Student and consumer advocates will not be silenced. Manufactured consensus will not serve to prepare students for achievement. Negotiators here today will not be fooled into believing the process is fair, if we are given an imbalanced hand, with the cards stacked against us.
I have personally sat with students of collapsed colleges—Americans with lives and families left in shambles—and they always have the same question: “if they knew the school was bad, why did the government give me loans to go there?” Veterans who earned their GI Bill, now spent, with only a bad memory—a nightmare as it seems—to show for it. No matter how much we try to create informed consumers, predatory schools will always outspend on their marketing machines.

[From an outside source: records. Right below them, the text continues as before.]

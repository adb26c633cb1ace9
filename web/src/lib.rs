use axum::http::{
    header::{AUTHORIZATION, CONTENT_TYPE},
    HeaderName, HeaderValue, Method,
};
use log::*;
use std::future::Future;
use tokio::net::TcpListener;
use tower_http::cors::CorsLayer;

pub use self::error::{Error, Result};
pub use service::AppState;

mod controller;
mod error;
mod extractors;
pub(crate) mod router;
mod ws;

/// Serves the HTTP and WebSocket routes until `shutdown` resolves.
pub async fn init_server<F>(app_state: AppState, shutdown: F) -> std::io::Result<()>
where
    F: Future<Output = ()> + Send + 'static,
{
    let host = app_state
        .config
        .interface
        .clone()
        .unwrap_or_else(|| "127.0.0.1".to_string());
    let server_url = format!("{host}:{}", app_state.config.port);
    let listener = TcpListener::bind(&server_url).await?;

    info!(
        "Server starting... listening for connections on http://{server_url} ({} environment)",
        app_state.config.runtime_env()
    );

    let allowed_origins = parse_allowed_origins(&app_state.config.allowed_origins);
    let cors_layer = CorsLayer::new()
        .allow_methods([Method::GET, Method::POST])
        .allow_credentials(true)
        .allow_headers([
            AUTHORIZATION,
            CONTENT_TYPE,
            HeaderName::from_static("x-internal-secret"),
        ])
        .allow_origin(allowed_origins);

    axum::serve(
        listener,
        router::define_routes(app_state).layer(cors_layer),
    )
    .with_graceful_shutdown(shutdown)
    .await
}

fn parse_allowed_origins(origins: &[String]) -> Vec<HeaderValue> {
    origins
        .iter()
        .filter_map(|origin| match origin.parse::<HeaderValue>() {
            Ok(value) => Some(value),
            Err(e) => {
                warn!("Ignoring invalid CORS origin {origin:?}: {e}");
                None
            }
        })
        .collect()
}
//! Shared-secret check for service-to-service endpoints.

use crate::error::{AuthErrorKind, Error};
use log::*;
use service::config::Config;

/// Accepts the request only when `provided` equals the configured internal
/// API secret. Fails with a configuration error while no secret is set.
pub fn verify(config: &Config, provided: Option<&str>) -> Result<(), Error> {
    let expected = config.internal_api_secret().ok_or_else(|| {
        warn!("Failed to get internal API secret from config");
        Error::config()
    })?;

    match provided {
        Some(provided) if constant_time_eq(provided.as_bytes(), expected.as_bytes()) => Ok(()),
        Some(_) => {
            debug!("Internal request carried a mismatching secret");
            Err(Error::auth(AuthErrorKind::InvalidSecret))
        }
        None => Err(Error::auth(AuthErrorKind::InvalidSecret)),
    }
}

fn constant_time_eq(a: &[u8], b: &[u8]) -> bool {
    if a.len() != b.len() {
        return false;
    }
    a.iter().zip(b).fold(0u8, |acc, (x, y)| acc | (x ^ y)) == 0
}

#[cfg(test)]
mod tests {
    use super::*;
    use crate::error::{DomainErrorKind, InternalErrorKind};
    use clap::Parser;

    fn config() -> Config {
        Config::parse_from(["attendance_relay"]).set_internal_api_secret("s3cret")
    }

    #[test]
    fn matching_secret_is_accepted() {
        assert!(verify(&config(), Some("s3cret")).is_ok());
    }

    #[test]
    fn wrong_or_missing_secret_is_rejected() {
        for provided in [Some("s3cre"), Some("S3CRET"), None] {
            let err = verify(&config(), provided).unwrap_err();
            assert_eq!(
                err.error_kind,
                DomainErrorKind::Auth(AuthErrorKind::InvalidSecret)
            );
        }
    }

    #[test]
    fn unset_secret_is_a_configuration_error() {
        let config = Config::parse_from(["attendance_relay"]);
        let err = verify(&config, Some("anything")).unwrap_err();
        assert_eq!(
            err.error_kind,
            DomainErrorKind::Internal(InternalErrorKind::Config)
        );
    }
}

Following the public comments, Department negotiator Annmarie Weisman offering closing remarks. She choose to dismiss the detailed warnings of Rep. Takano, Staff Sergeant Hubbard, and others, describing the potential dangers for students and taxpayers of of the Department’s proposed regulations, as follows: “I’ve heard a lot of doom and gloom.” Weisman said she preferred optimism — optimism that the negotiators could come to agreement on new rules.
Note: This article has been updated to reflect the statement to me of negotiator Daniel Elkins that he voted in favor or neutral whenever the question of adding an AG representative was put to a vote. Elkins says he urged Robyn Smith to stop holding out for an AG representative and support the SHEEO representative in the interests of moving on.